Another Day in Gaza

Yoel Finkelman Tradition Online | May 13, 2024

In memory of Maoz Morell הי”ד, an exemplar of the Mishna’s statement: “Say little and do much.” I suspect he would have found odd so many precious words spilled analyzing pop songs.

The last seven months, since Hamas’ horrific attack on Israel and the long days of war, have been an emotional roller-coaster for Israel. Today, our human emotions are often mediated through popular culture. Three popular and patriotic songs about the war have dominated the Israeli airwaves in the past half a year, one after the other. Each of the songs expressed a distinct mood, three stages in so much of Israel’s emotional journey.

Harbu Darbu

First came “Harbu Darbu,” a song in the “drill” style of hip-hop (thanks, Wikipedia) that appeared within a month of the beginning of the war. The musicians, Stilla and Nes, were known in Israel primarily for a goofy song celebrating how much stuff a woman can keep in a small purse.
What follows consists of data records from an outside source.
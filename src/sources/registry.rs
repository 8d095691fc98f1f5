use parking_lot::Mutex;
use std::sync::Arc;

use super::kind::SourceKind;
use crate::models::SourceStatus;

pub const MIN_PRIORITY: u8 = 1;
pub const MAX_PRIORITY: u8 = 5;

/// Static identity of one price provider. Never mutated after startup.
#[derive(Debug, Clone)]
pub struct PriceSource {
    pub name: String,
    pub endpoint_template: String,
    pub kind: SourceKind,
    pub rate_limit_per_minute: u32,
    pub initial_priority: u8,
}

/// Mutable health fields, one lock per source.
#[derive(Debug)]
pub struct SourceHealth {
    pub priority: u8,
    pub active: bool,
    pub consecutive_failures: u32,
    pub success_streak: u32,
}

pub struct SourceEntry {
    pub source: PriceSource,
    pub health: Mutex<SourceHealth>,
}

impl SourceEntry {
    pub fn new(source: PriceSource) -> Self {
        let priority = source.initial_priority.clamp(MIN_PRIORITY, MAX_PRIORITY);
        Self {
            source,
            health: Mutex::new(SourceHealth {
                priority,
                active: true,
                consecutive_failures: 0,
                success_streak: 0,
            }),
        }
    }
}

/// Holds every configured provider for the process lifetime. Sources are never
/// removed; only their health fields change.
pub struct SourceRegistry {
    entries: Vec<Arc<SourceEntry>>,
}

impl SourceRegistry {
    pub fn from_sources(sources: Vec<PriceSource>) -> Self {
        Self {
            entries: sources.into_iter().map(|s| Arc::new(SourceEntry::new(s))).collect(),
        }
    }

    /// The production source table. Free-tier budgets, deliberately low.
    pub fn builtin() -> Self {
        let sources = vec![
            PriceSource {
                name: "coingecko".to_string(),
                endpoint_template:
                    "https://api.coingecko.com/api/v3/simple/price?ids={symbol}&vs_currencies=usd"
                        .to_string(),
                kind: SourceKind::GenericAggregator,
                rate_limit_per_minute: 10,
                initial_priority: 5,
            },
            PriceSource {
                name: "binance".to_string(),
                endpoint_template: "https://api.binance.com/api/v3/ticker/price?symbol={symbol}"
                    .to_string(),
                kind: SourceKind::ExchangeTicker,
                rate_limit_per_minute: 60,
                initial_priority: 5,
            },
            PriceSource {
                name: "binance_us".to_string(),
                endpoint_template: "https://api.binance.us/api/v3/ticker/price?symbol={symbol}"
                    .to_string(),
                kind: SourceKind::ExchangeTicker,
                rate_limit_per_minute: 30,
                initial_priority: 3,
            },
            PriceSource {
                name: "mexc".to_string(),
                endpoint_template: "https://api.mexc.com/api/v3/ticker/price?symbol={symbol}"
                    .to_string(),
                kind: SourceKind::ExchangeTicker,
                rate_limit_per_minute: 60,
                initial_priority: 3,
            },
            PriceSource {
                name: "dexscreener".to_string(),
                endpoint_template: "https://api.dexscreener.com/latest/dex/search?q={symbol}"
                    .to_string(),
                kind: SourceKind::DexQuote,
                rate_limit_per_minute: 30,
                initial_priority: 4,
            },
            PriceSource {
                name: "pyth".to_string(),
                endpoint_template:
                    "https://hermes.pyth.network/api/latest_price_feeds?ids[]={symbol}".to_string(),
                kind: SourceKind::BlockchainRpc,
                rate_limit_per_minute: 30,
                initial_priority: 4,
            },
        ];
        Self::from_sources(sources)
    }

    /// Active sources for one fan-out round: priority descending, ties broken
    /// by the lowest recent failure count. Sorts over the live health fields
    /// so every health update is reflected on the next call.
    pub fn list_active_by_priority(&self, limit: usize) -> Vec<Arc<SourceEntry>> {
        let mut candidates: Vec<(u8, u32, Arc<SourceEntry>)> = self
            .entries
            .iter()
            .filter_map(|entry| {
                let health = entry.health.lock();
                if health.active {
                    Some((health.priority, health.consecutive_failures, entry.clone()))
                } else {
                    None
                }
            })
            .collect();

        candidates.sort_by(|a, b| b.0.cmp(&a.0).then(a.1.cmp(&b.1)));
        candidates.into_iter().take(limit).map(|(_, _, e)| e).collect()
    }

    pub fn entries(&self) -> &[Arc<SourceEntry>] {
        &self.entries
    }

    pub fn status(&self) -> Vec<SourceStatus> {
        self.entries
            .iter()
            .map(|entry| {
                let health = entry.health.lock();
                SourceStatus {
                    name: entry.source.name.clone(),
                    kind: entry.source.kind.as_str().to_string(),
                    priority: health.priority,
                    active: health.active,
                    consecutive_failures: health.consecutive_failures,
                }
            })
            .collect()
    }

    pub fn len(&self) -> usize {
        self.entries.len()
    }

    #[allow(dead_code)]
    pub fn is_empty(&self) -> bool {
        self.entries.is_empty()
    }
}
The song’s title matches the energy – “Harbu Darbu” is an Israelized slang variant on an Arabic expression meaning something like “war and destruction.” The song is self-confident, angry, aggressive, and violent (like much confrontational hip-hop), and also contains some crass lyrics and sexual innuendo (viewer discretion advised). It takes pride in an inevitable victory of the powerful Israel and its army over the frightened and weak Hamas.

Look at the themes:

Celebration of the military units:

  • The song simply announces the names of Israeli military units. Israelis who mention the armored corps in conversation these days tend to shout the iconic “Shiryooooonnnnn!” from the song (meaning, the Armored Corps).
  • “The male and female soldiers! Golani, Nahlawi [the Nahal brigade], Armored Corp…. All the units in Tzahal are ready to shove war and destruction on your heads.”

Israel’s speed and strength:

  • “All the units are ready. Half a minute and the whole country is in uniform… 1.2.Shoot!”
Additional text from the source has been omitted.